The Nuova Cronica or New Chronicles is a 14th-century history of Florence created in a year-by-year linear format and written by the Florentine banker and official Giovanni Villani (c. 1276 or 1280–1348). The idea came to him after attending the first Jubilee in the city of Rome, in 1300, where he realized that Rome's many historical achievements were well-known, and he desired to lay out a history of the origins of his own city of Florence. In his Cronica, Villani described in detail the many building projects of the city, statistical information on population, ordinances, commerce and trade, education, and religious facilities. He also described several disasters such as famines, floods, fires, and the pandemic of the Black Death in 1348, which would take his own life. Villani's work on the Cronica was continued by his brother and nephew after his death. It has been described as the first introduction of statistics as a positive element in history.
The oldest manuscript is Vatican Library BAV Chigiano L VIII 296, dating to the time of composition.
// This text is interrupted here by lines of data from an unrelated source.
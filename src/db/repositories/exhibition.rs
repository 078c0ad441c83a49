use chrono::{NaiveDate, Utc};
use sea_orm::{
    ActiveModelTrait, ActiveValue::Set, ColumnTrait, ConnectionTrait, EntityTrait, ModelTrait,
    QueryFilter, QueryOrder, SelectTwo,
    sea_query::{Expr, extension::postgres::PgExpr},
};
use uuid::Uuid;

use crate::{
    db::entities::{
        Artwork, Exhibition, Ticket, Venue, artwork, artwork::ArtworkStatus, exhibition, ticket,
        ticket_purchase, venue,
    },
    error::{AppError, Result},
};

#[derive(Debug, Default, Clone)]
pub struct ExhibitionFilters {
    pub text: Option<String>,
    pub city: Option<String>,
    pub date_from: Option<NaiveDate>,
    pub date_to: Option<NaiveDate>,
}

pub struct ExhibitionRepository;

impl ExhibitionRepository {
    pub fn filtered_query(filters: &ExhibitionFilters) -> SelectTwo<Exhibition, Venue> {
        let mut query = Exhibition::find().find_also_related(Venue);

        if let Some(text) = &filters.text {
            let pattern = format!("%{}%", text);
            query = query.filter(
                sea_orm::Condition::any()
                    .add(Expr::col((exhibition::Entity, exhibition::Column::Name)).ilike(&pattern))
                    .add(
                        Expr::col((exhibition::Entity, exhibition::Column::Description))
                            .ilike(&pattern),
                    ),
            );
        }

        if let Some(city) = &filters.city {
            let pattern = format!("%{}%", city);
            query = query.filter(Expr::col((venue::Entity, venue::Column::City)).ilike(&pattern));
        }

        if let Some(from) = filters.date_from {
            query = query.filter(exhibition::Column::StartDate.gte(from));
        }

        if let Some(to) = filters.date_to {
            query = query.filter(exhibition::Column::EndDate.lte(to));
        }

        query.order_by_desc(exhibition::Column::StartDate)
    }

    pub async fn find_exhibition_with_venue<C: ConnectionTrait>(
        db_connection: &C,
        id: Uuid,
    ) -> Result<Option<(exhibition::Model, Option<venue::Model>)>> {
        Exhibition::find_by_id(id)
            .find_also_related(Venue)
            .one(db_connection)
            .await
            .map_err(AppError::DatabaseError)
    }

    pub async fn approved_artworks<C: ConnectionTrait>(
        db_connection: &C,
        exhibition: &exhibition::Model,
    ) -> Result<Vec<artwork::Model>> {
        exhibition
            .find_related(Artwork)
            .filter(artwork::Column::Status.eq(ArtworkStatus::Approved))
            .all(db_connection)
            .await
            .map_err(AppError::DatabaseError)
    }

    pub async fn list_venues<C: ConnectionTrait>(db_connection: &C) -> Result<Vec<venue::Model>> {
        Venue::find()
            .order_by_asc(venue::Column::Name)
            .all(db_connection)
            .await
            .map_err(AppError::DatabaseError)
    }

    pub async fn tickets_for_exhibition<C: ConnectionTrait>(
        db_connection: &C,
        exhibition_id: Uuid,
    ) -> Result<Vec<ticket::Model>> {
        Ticket::find()
            .filter(ticket::Column::ExhibitionId.eq(exhibition_id))
            .all(db_connection)
            .await
            .map_err(AppError::DatabaseError)
    }

    pub async fn find_ticket_by_id<C: ConnectionTrait>(
        db_connection: &C,
        id: Uuid,
    ) -> Result<Option<ticket::Model>> {
        Ticket::find_by_id(id)
            .one(db_connection)
            .await
            .map_err(AppError::DatabaseError)
    }

    /// Same conditional-decrement contract as artwork stock.
    pub async fn try_decrement_ticket_stock<C: ConnectionTrait>(
        db_connection: &C,
        ticket_id: Uuid,
        quantity: i32,
    ) -> Result<bool> {
        let result = Ticket::update_many()
            .col_expr(
                ticket::Column::StockRemaining,
                Expr::col(ticket::Column::StockRemaining).sub(quantity),
            )
            .filter(ticket::Column::Id.eq(ticket_id))
            .filter(ticket::Column::StockRemaining.gte(quantity))
            .exec(db_connection)
            .await
            .map_err(AppError::DatabaseError)?;

        Ok(result.rows_affected == 1)
    }

    pub async fn create_ticket_purchase<C: ConnectionTrait>(
        db_connection: &C,
        ticket_id: Uuid,
        buyer_id: Uuid,
        quantity: i32,
        total_cents: i64,
        confirmation_code: &str,
    ) -> Result<ticket_purchase::Model> {
        let purchase = ticket_purchase::ActiveModel {
            id: Set(Uuid::new_v4()),
            ticket_id: Set(ticket_id),
            buyer_id: Set(buyer_id),
            quantity: Set(quantity),
            total_cents: Set(total_cents),
            confirmation_code: Set(confirmation_code.to_string()),
            purchased_at: Set(Utc::now()),
        };

        purchase
            .insert(db_connection)
            .await
            .map_err(AppError::DatabaseError)
    }
}

#[cfg(test)]
mod tests {
    use sea_orm::{DbBackend, QueryTrait};

    use super::{ExhibitionFilters, ExhibitionRepository};

    #[test]
    fn city_filter_reaches_the_venue_join() {
        let filters = ExhibitionFilters {
            city: Some("Paris".into()),
            ..Default::default()
        };
        let sql = ExhibitionRepository::filtered_query(&filters)
            .build(DbBackend::Postgres)
            .to_string();

        assert!(sql.contains(r#""venues"."city""#));
        assert!(sql.contains("ILIKE"));
    }
}
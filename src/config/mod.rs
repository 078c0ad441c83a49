use std::{env, str::FromStr, time::Duration};

use crate::error::{AppError, Result};

#[derive(Debug, Clone)]
pub struct Config {
    pub server: ServerConfig,
    pub database: DatabaseConfig,
    pub jwt: JwtConfig,
    pub store: StoreConfig,
    pub media: MediaConfig,
}

#[derive(Debug, Clone)]
pub struct ServerConfig {
    pub host: String,
    pub port: u16,
    pub cors_allowed_origins: Vec<String>,
    pub max_concurrent_requests: usize,
}

#[derive(Debug, Clone)]
pub struct DatabaseConfig {
    pub url: String,
    pub max_connections: u32,
    pub min_connections: u32,
    pub connect_timeout: Duration,
    pub idle_timeout: Duration,
}

#[derive(Debug, Clone)]
pub struct JwtConfig {
    pub secret: String,
    pub access_token_ttl: Duration,
}

/// Checkout pricing knobs. All amounts are integer cents.
#[derive(Debug, Clone)]
pub struct StoreConfig {
    pub shipping_flat_cents: i64,
    pub tax_rate_percent: i64,
    pub default_page_size: u64,
    pub max_page_size: u64,
}

#[derive(Debug, Clone)]
pub struct MediaConfig {
    pub root: String,
}

impl MediaConfig {
    /// Image refs are stored relative to the media root and must stay inside
    /// it.
    pub fn accepts(&self, image_ref: &str) -> bool {
        !image_ref.is_empty()
            && !image_ref.starts_with('/')
            && !image_ref.split('/').any(|segment| segment == "..")
    }
}

impl Config {
    pub fn from_env() -> Result<Self> {
        dotenvy::dotenv().ok();

        Ok(Self {
            server: ServerConfig {
                host: env_or_default("HOST", "127.0.0.1"),
                port: env_or_parse("PORT", 8080)?,
                cors_allowed_origins: env_list(
                    "CORS_ALLOWED_ORIGINS",
                    vec!["http://localhost:3000".into()],
                ),
                max_concurrent_requests: env_or_parse("SERVER_MAX_CONCURRENT_REQUESTS", 100)?,
            },
            database: DatabaseConfig {
                url: env_required("DATABASE_URL")?,
                max_connections: env_or_parse("DB_MAX_CONNECTIONS", 10)?,
                min_connections: env_or_parse("DB_MIN_CONNECTIONS", 5)?,
                connect_timeout: Duration::from_secs(env_or_parse("DB_CONNECT_TIMEOUT_SECS", 10)?),
                idle_timeout: Duration::from_secs(env_or_parse("DB_IDLE_TIMEOUT_SECS", 300)?),
            },
            jwt: JwtConfig {
                secret: env_required("JWT_SECRET")?,
                access_token_ttl: Duration::from_secs(env_or_parse("JWT_ACCESS_TTL_SECS", 900)?),
            },
            store: StoreConfig {
                shipping_flat_cents: env_or_parse("STORE_SHIPPING_FLAT_CENTS", 500)?,
                tax_rate_percent: env_or_parse("STORE_TAX_RATE_PERCENT", 20)?,
                default_page_size: env_or_parse("STORE_DEFAULT_PAGE_SIZE", 12)?,
                max_page_size: env_or_parse("STORE_MAX_PAGE_SIZE", 100)?,
            },
            media: MediaConfig {
                root: env_or_default("MEDIA_ROOT", "media"),
            },
        })
    }

    pub fn validate(&self) -> Result<()> {
        if self.jwt.secret.len() < 32 {
            return Err(AppError::InvalidParams(
                "JWT_SECRET must be at least 32 characters".into(),
            ));
        }

        if self.store.shipping_flat_cents < 0 {
            return Err(AppError::InvalidParams(
                "Shipping fee must not be negative".into(),
            ));
        }

        if !(0..=100).contains(&self.store.tax_rate_percent) {
            return Err(AppError::InvalidParams(
                "Tax rate must be between 0 and 100 percent".into(),
            ));
        }

        if self.store.default_page_size == 0 || self.store.max_page_size == 0 {
            return Err(AppError::InvalidParams(
                "Page sizes must be positive".into(),
            ));
        }

        if self.media.root.trim().is_empty() {
            return Err(AppError::InvalidParams("MEDIA_ROOT must not be empty".into()));
        }

        Ok(())
    }
}

fn env_or_default(key: &str, default: &str) -> String {
    env::var(key).unwrap_or_else(|_| default.to_string())
}

fn env_or_parse<T: FromStr>(key: &str, default: T) -> Result<T> {
    match env::var(key) {
        Ok(val) => val
            .parse()
            .map_err(|_| AppError::InvalidParams(format!("Invalid value for {key}"))),
        Err(_) => Ok(default),
    }
}

fn env_required(key: &str) -> Result<String> {
    env::var(key).map_err(|_| AppError::InvalidParams(format!("{key} is required")))
}

fn env_list(key: &str, default: Vec<String>) -> Vec<String> {
    env::var(key)
        .map(|val| {
            val.split(',')
                .map(|str_val| str_val.trim().to_string())
                .collect()
        })
        .unwrap_or(default)
}

#[cfg(test)]
mod tests {
    use super::MediaConfig;

    #[test]
    fn media_refs_cannot_escape_the_root() {
        let media = MediaConfig {
            root: "media".into(),
        };

        assert!(media.accepts("artworks/dawn.png"));
        assert!(!media.accepts(""));
        assert!(!media.accepts("/etc/passwd"));
        assert!(!media.accepts("artworks/../../secrets.png"));
    }
}
use chrono::{DateTime, Utc};
use serde::{Deserialize, Serialize};
use uuid::Uuid;

use crate::{
    db::entities::{
        notification,
        notification::{NotificationKind, NotificationStatus},
    },
    services::notification::Inbox,
};

#[derive(Debug, Serialize)]
pub struct NotificationResponse {
    pub id: Uuid,
    pub title: String,
    pub message: String,
    pub kind: NotificationKind,
    pub status: NotificationStatus,
    pub exhibition_id: Option<Uuid>,
    pub created_at: DateTime<Utc>,
    pub read_at: Option<DateTime<Utc>>,
}

impl From<notification::Model> for NotificationResponse {
    fn from(notification: notification::Model) -> Self {
        Self {
            id: notification.id,
            title: notification.title,
            message: notification.message,
            kind: notification.kind,
            status: notification.status,
            exhibition_id: notification.exhibition_id,
            created_at: notification.created_at,
            read_at: notification.read_at,
        }
    }
}

#[derive(Debug, Serialize)]
pub struct InboxResponse {
    pub notifications: Vec<NotificationResponse>,
    pub unread_count: u64,
}

impl From<Inbox> for InboxResponse {
    fn from(inbox: Inbox) -> Self {
        Self {
            notifications: inbox
                .notifications
                .into_iter()
                .map(NotificationResponse::from)
                .collect(),
            unread_count: inbox.unread_count,
        }
    }
}

#[derive(Debug, Deserialize)]
pub struct BulkNotificationRequest {
    pub recipient_ids: Vec<Uuid>,
    pub title: String,
    pub message: String,
    #[serde(default)]
    pub kind: NotificationKind,
}

#[derive(Debug, Serialize)]
pub struct BulkNotificationResponse {
    pub created: u64,
}
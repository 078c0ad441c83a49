use sea_orm::entity::prelude::*;

#[derive(Clone, Debug, PartialEq, DeriveEntityModel)]
#[sea_orm(table_name = "categories")]
pub struct Model {
    #[sea_orm(primary_key, auto_increment = false)]
    pub id: Uuid,

    #[sea_orm(unique)]
    pub name: String,

    pub description: String,
}

#[derive(Copy, Clone, Debug, EnumIter, DeriveRelation)]
pub enum Relation {
    #[sea_orm(has_many = "super::artwork::Entity")]
    Artworks,
}

impl Related<super::artwork::Entity> for Entity {
    fn to() -> RelationDef {
        Relation::Artworks.def()
    }
}

impl ActiveModelBehavior for ActiveModel {}
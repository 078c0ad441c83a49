use chrono::Utc;
use uuid::Uuid;

use crate::{
    AppState,
    db::{
        entities::{
            artwork, exhibition, exhibition::ExhibitionStatus, notification::NotificationKind,
            ticket, ticket_purchase, venue,
        },
        repositories::{
            ExhibitionRepository, NotificationRepository, exhibition::ExhibitionFilters,
            generate_confirmation_code,
        },
    },
    error::{AppError, Result},
};

pub struct ExhibitionListing {
    pub exhibition: exhibition::Model,
    pub venue: Option<venue::Model>,
    pub status: ExhibitionStatus,
}

pub struct ExhibitionDetail {
    pub exhibition: exhibition::Model,
    pub venue: Option<venue::Model>,
    pub status: ExhibitionStatus,
    pub artworks: Vec<artwork::Model>,
    pub tickets: Vec<ticket::Model>,
}

/// Status is derived from today's date at read time, never stored.
pub async fn list_exhibitions(
    state: &AppState,
    filters: ExhibitionFilters,
) -> Result<Vec<ExhibitionListing>> {
    let today = Utc::now().date_naive();

    let rows = ExhibitionRepository::filtered_query(&filters)
        .all(state.db.get_connection())
        .await
        .map_err(AppError::DatabaseError)?;

    Ok(rows
        .into_iter()
        .map(|(exhibition, venue)| {
            let status = exhibition.status_on(today);
            ExhibitionListing {
                exhibition,
                venue,
                status,
            }
        })
        .collect())
}

pub async fn exhibition_detail(state: &AppState, exhibition_id: Uuid) -> Result<ExhibitionDetail> {
    let db_connection = state.db.get_connection();

    let (exhibition, venue) =
        ExhibitionRepository::find_exhibition_with_venue(db_connection, exhibition_id)
            .await?
            .ok_or(AppError::ExhibitionNotFound)?;

    let artworks = ExhibitionRepository::approved_artworks(db_connection, &exhibition).await?;
    let tickets = ExhibitionRepository::tickets_for_exhibition(db_connection, exhibition_id).await?;

    let status = exhibition.status_on(Utc::now().date_naive());

    Ok(ExhibitionDetail {
        exhibition,
        venue,
        status,
        artworks,
        tickets,
    })
}

pub async fn list_venues(state: &AppState) -> Result<Vec<venue::Model>> {
    ExhibitionRepository::list_venues(state.db.get_connection()).await
}

/// Ticket purchase mirrors checkout: one transaction, one conditional stock
/// decrement, a confirmation code generated exactly once.
pub async fn purchase_ticket(
    state: &AppState,
    buyer_id: Uuid,
    exhibition_id: Uuid,
    ticket_id: Uuid,
    quantity: i32,
) -> Result<ticket_purchase::Model> {
    if quantity < 1 {
        return Err(AppError::InvalidParams("Quantity must be at least 1".into()));
    }

    let db_transaction = state.db.begin_transaction().await?;

    let ticket = ExhibitionRepository::find_ticket_by_id(&db_transaction, ticket_id)
        .await?
        .ok_or(AppError::TicketNotFound)?;

    if ticket.exhibition_id != exhibition_id {
        db_transaction.rollback().await?;
        return Err(AppError::TicketNotFound);
    }

    if !ExhibitionRepository::try_decrement_ticket_stock(&db_transaction, ticket.id, quantity)
        .await?
    {
        db_transaction.rollback().await?;
        return Err(AppError::OutOfStock);
    }

    let confirmation_code = generate_confirmation_code();
    let total_cents = quantity as i64 * ticket.price_cents;

    let purchase = ExhibitionRepository::create_ticket_purchase(
        &db_transaction,
        ticket.id,
        buyer_id,
        quantity,
        total_cents,
        &confirmation_code,
    )
    .await?;

    NotificationRepository::create_notification(
        &db_transaction,
        buyer_id,
        "Ticket confirmed",
        &format!(
            "Your {} ticket(s) are confirmed. Confirmation code: {}.",
            quantity, confirmation_code
        ),
        NotificationKind::Exhibition,
        Some(exhibition_id),
    )
    .await?;

    db_transaction
        .commit()
        .await
        .map_err(AppError::DatabaseError)?;

    tracing::info!(
        ticket_id = %ticket.id,
        buyer_id = %buyer_id,
        quantity,
        "Ticket purchase confirmed"
    );

    Ok(purchase)
}
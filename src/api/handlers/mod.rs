pub mod cart;
pub mod catalog;
pub mod exhibitions;
pub mod notifications;
pub mod orders;

use axum_extra::headers::{Authorization, authorization::Bearer};

use crate::{
    AppState,
    db::{entities::user, repositories::UserRepository},
    error::{AppError, Result},
};

/// Resolves the bearer token to a live user row. A valid token for a deleted
/// account is treated the same as a bad token.
pub(crate) async fn current_user(
    state: &AppState,
    bearer: &Authorization<Bearer>,
) -> Result<user::Model> {
    let claims = state.jwt_service.validate_token(bearer.token())?;

    UserRepository::find_user_by_id(state.db.get_connection(), claims.sub)
        .await?
        .ok_or(AppError::Unauthorized)
}
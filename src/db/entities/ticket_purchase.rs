use sea_orm::entity::prelude::*;

#[derive(Clone, Debug, PartialEq, DeriveEntityModel)]
#[sea_orm(table_name = "ticket_purchases")]
pub struct Model {
    #[sea_orm(primary_key, auto_increment = false)]
    pub id: Uuid,

    #[sea_orm(indexed)]
    pub ticket_id: Uuid,

    #[sea_orm(indexed)]
    pub buyer_id: Uuid,

    pub quantity: i32,

    pub total_cents: i64,

    #[sea_orm(unique)]
    pub confirmation_code: String,

    pub purchased_at: DateTimeUtc,
}

#[derive(Copy, Clone, Debug, EnumIter, DeriveRelation)]
pub enum Relation {
    #[sea_orm(
        belongs_to = "super::ticket::Entity",
        from = "Column::TicketId",
        to = "super::ticket::Column::Id"
    )]
    Ticket,

    #[sea_orm(
        belongs_to = "super::user::Entity",
        from = "Column::BuyerId",
        to = "super::user::Column::Id"
    )]
    Buyer,
}

impl Related<super::ticket::Entity> for Entity {
    fn to() -> RelationDef {
        Relation::Ticket.def()
    }
}

impl Related<super::user::Entity> for Entity {
    fn to() -> RelationDef {
        Relation::Buyer.def()
    }
}

impl ActiveModelBehavior for ActiveModel {}
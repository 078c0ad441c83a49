use sea_orm::entity::prelude::*;
use serde::{Deserialize, Serialize};

#[derive(Clone, Debug, PartialEq, DeriveEntityModel)]
#[sea_orm(table_name = "orders")]
pub struct Model {
    #[sea_orm(primary_key, auto_increment = false)]
    pub id: Uuid,

    #[sea_orm(indexed)]
    pub user_id: Uuid,

    #[sea_orm(nullable)]
    pub handled_by: Option<Uuid>,

    pub total_cents: i64,

    pub status: OrderStatus,

    pub shipping_address: String,

    pub created_at: DateTimeUtc,
}

#[derive(Clone, Copy, Debug, Default, EnumIter, DeriveActiveEnum, PartialEq, Serialize, Deserialize)]
#[sea_orm(rs_type = "String", db_type = "String(StringLen::None)")]
#[serde(rename_all = "snake_case")]
pub enum OrderStatus {
    #[default]
    #[sea_orm(string_value = "in_progress")]
    InProgress,

    #[sea_orm(string_value = "paid")]
    Paid,

    #[sea_orm(string_value = "cancelled")]
    Cancelled,

    #[sea_orm(string_value = "validated")]
    Validated,
}

impl OrderStatus {
    /// Forward-only: paid, cancelled and validated are terminal except for
    /// the staff-side paid -> validated step.
    pub fn is_valid_transition(&self, target: &OrderStatus) -> bool {
        use OrderStatus::*;

        matches!(
            (self, target),
            (InProgress, Paid) | (InProgress, Cancelled) | (Paid, Validated)
        )
    }
}

#[derive(Copy, Clone, Debug, EnumIter, DeriveRelation)]
pub enum Relation {
    #[sea_orm(
        belongs_to = "super::user::Entity",
        from = "Column::UserId",
        to = "super::user::Column::Id"
    )]
    User,

    #[sea_orm(has_many = "super::order_line::Entity")]
    Lines,

    #[sea_orm(has_one = "super::payment::Entity")]
    Payment,
}

impl Related<super::user::Entity> for Entity {
    fn to() -> RelationDef {
        Relation::User.def()
    }
}

impl Related<super::order_line::Entity> for Entity {
    fn to() -> RelationDef {
        Relation::Lines.def()
    }
}

impl Related<super::payment::Entity> for Entity {
    fn to() -> RelationDef {
        Relation::Payment.def()
    }
}

impl ActiveModelBehavior for ActiveModel {}

#[cfg(test)]
mod tests {
    use super::OrderStatus::*;

    #[test]
    fn status_only_moves_forward() {
        assert!(InProgress.is_valid_transition(&Paid));
        assert!(InProgress.is_valid_transition(&Cancelled));
        assert!(Paid.is_valid_transition(&Validated));

        assert!(!Paid.is_valid_transition(&InProgress));
        assert!(!Paid.is_valid_transition(&Cancelled));
        assert!(!Cancelled.is_valid_transition(&Paid));
        assert!(!Cancelled.is_valid_transition(&InProgress));
        assert!(!Validated.is_valid_transition(&Paid));
        assert!(!InProgress.is_valid_transition(&Validated));
    }
}
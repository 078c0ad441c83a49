pub mod artist;
pub mod artwork;
pub mod cart;
pub mod cart_item;
pub mod category;
pub mod exhibition;
pub mod exhibition_artwork;
pub mod notification;
pub mod order;
pub mod order_line;
pub mod payment;
pub mod ticket;
pub mod ticket_purchase;
pub mod user;
pub mod venue;

pub use artist::Entity as Artist;
pub use artwork::Entity as Artwork;
pub use cart::Entity as Cart;
pub use cart_item::Entity as CartItem;
pub use category::Entity as Category;
pub use exhibition::Entity as Exhibition;
pub use exhibition_artwork::Entity as ExhibitionArtwork;
pub use notification::Entity as Notification;
pub use order::Entity as Order;
pub use order_line::Entity as OrderLine;
pub use payment::Entity as Payment;
pub use ticket::Entity as Ticket;
pub use ticket_purchase::Entity as TicketPurchase;
pub use user::Entity as User;
pub use venue::Entity as Venue;
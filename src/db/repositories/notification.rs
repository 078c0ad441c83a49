use chrono::Utc;
use sea_orm::{
    ActiveModelTrait, ActiveValue::Set, ColumnTrait, ConnectionTrait, EntityTrait, PaginatorTrait,
    QueryFilter, QueryOrder,
};
use uuid::Uuid;

use crate::{
    db::entities::{
        Notification, notification,
        notification::{NotificationKind, NotificationStatus},
    },
    error::{AppError, Result},
};

pub struct NotificationRepository;

impl NotificationRepository {
    pub async fn find_notification_by_id<C: ConnectionTrait>(
        db_connection: &C,
        id: Uuid,
    ) -> Result<Option<notification::Model>> {
        Notification::find_by_id(id)
            .one(db_connection)
            .await
            .map_err(AppError::DatabaseError)
    }

    pub async fn list_for_recipient<C: ConnectionTrait>(
        db_connection: &C,
        recipient_id: Uuid,
    ) -> Result<Vec<notification::Model>> {
        Notification::find()
            .filter(notification::Column::RecipientId.eq(recipient_id))
            .order_by_desc(notification::Column::CreatedAt)
            .all(db_connection)
            .await
            .map_err(AppError::DatabaseError)
    }

    pub async fn unread_count<C: ConnectionTrait>(
        db_connection: &C,
        recipient_id: Uuid,
    ) -> Result<u64> {
        Notification::find()
            .filter(notification::Column::RecipientId.eq(recipient_id))
            .filter(notification::Column::Status.eq(NotificationStatus::Unread))
            .count(db_connection)
            .await
            .map_err(AppError::DatabaseError)
    }

    pub async fn create_notification<C: ConnectionTrait>(
        db_connection: &C,
        recipient_id: Uuid,
        title: &str,
        message: &str,
        kind: NotificationKind,
        exhibition_id: Option<Uuid>,
    ) -> Result<notification::Model> {
        let notification = notification::ActiveModel {
            id: Set(Uuid::new_v4()),
            recipient_id: Set(recipient_id),
            title: Set(title.to_string()),
            message: Set(message.to_string()),
            kind: Set(kind),
            status: Set(NotificationStatus::Unread),
            exhibition_id: Set(exhibition_id),
            created_at: Set(Utc::now()),
            read_at: Set(None),
        };

        notification
            .insert(db_connection)
            .await
            .map_err(AppError::DatabaseError)
    }

    pub async fn mark_read<C: ConnectionTrait>(
        db_connection: &C,
        notification: notification::Model,
    ) -> Result<notification::Model> {
        // Idempotent: a second read keeps the first read time.
        let Some(read_at) = notification.first_read_at(Utc::now()) else {
            return Ok(notification);
        };

        let mut active: notification::ActiveModel = notification.into();
        active.status = Set(NotificationStatus::Read);
        active.read_at = Set(Some(read_at));

        active
            .update(db_connection)
            .await
            .map_err(AppError::DatabaseError)
    }

    pub async fn delete_notification<C: ConnectionTrait>(
        db_connection: &C,
        id: Uuid,
    ) -> Result<()> {
        Notification::delete_by_id(id)
            .exec(db_connection)
            .await
            .map_err(AppError::DatabaseError)?;

        Ok(())
    }
}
Giovanni Villani's Cronica is divided into twelve books; the first six deal with the largely legendary history of Florence, starting at conventionally Biblical times to 1264. The second phase, in six books, covers the history from 1264 until his own time, all the way up to 1346. Villani outlines the events in his Cronica, not by theme, but through year-to-year accounts; for this, he has gained criticism over the years for writing in an episodic manner lacking a unifying theme or point of view. Villani's chronicles are intercut with historical episodes reported just as he heard them, with little interpretation; this often led to historical inaccuracies in his work, making most of his mistakes in the biographies of historical or contemporary people living outside of Florence (even with well-known monarchs). However, his description of such events as the Battle of Crécy in 1346 was fairly accurate according to historian Kelly De Vries. Both Bartlett and Green state that Villani's Cronica represented a departure from medieval chronicles in that a more modernistic approach was taken in describing events and statistics, yet still medieval in that Villani relied on divine providence to explain the outcome of events.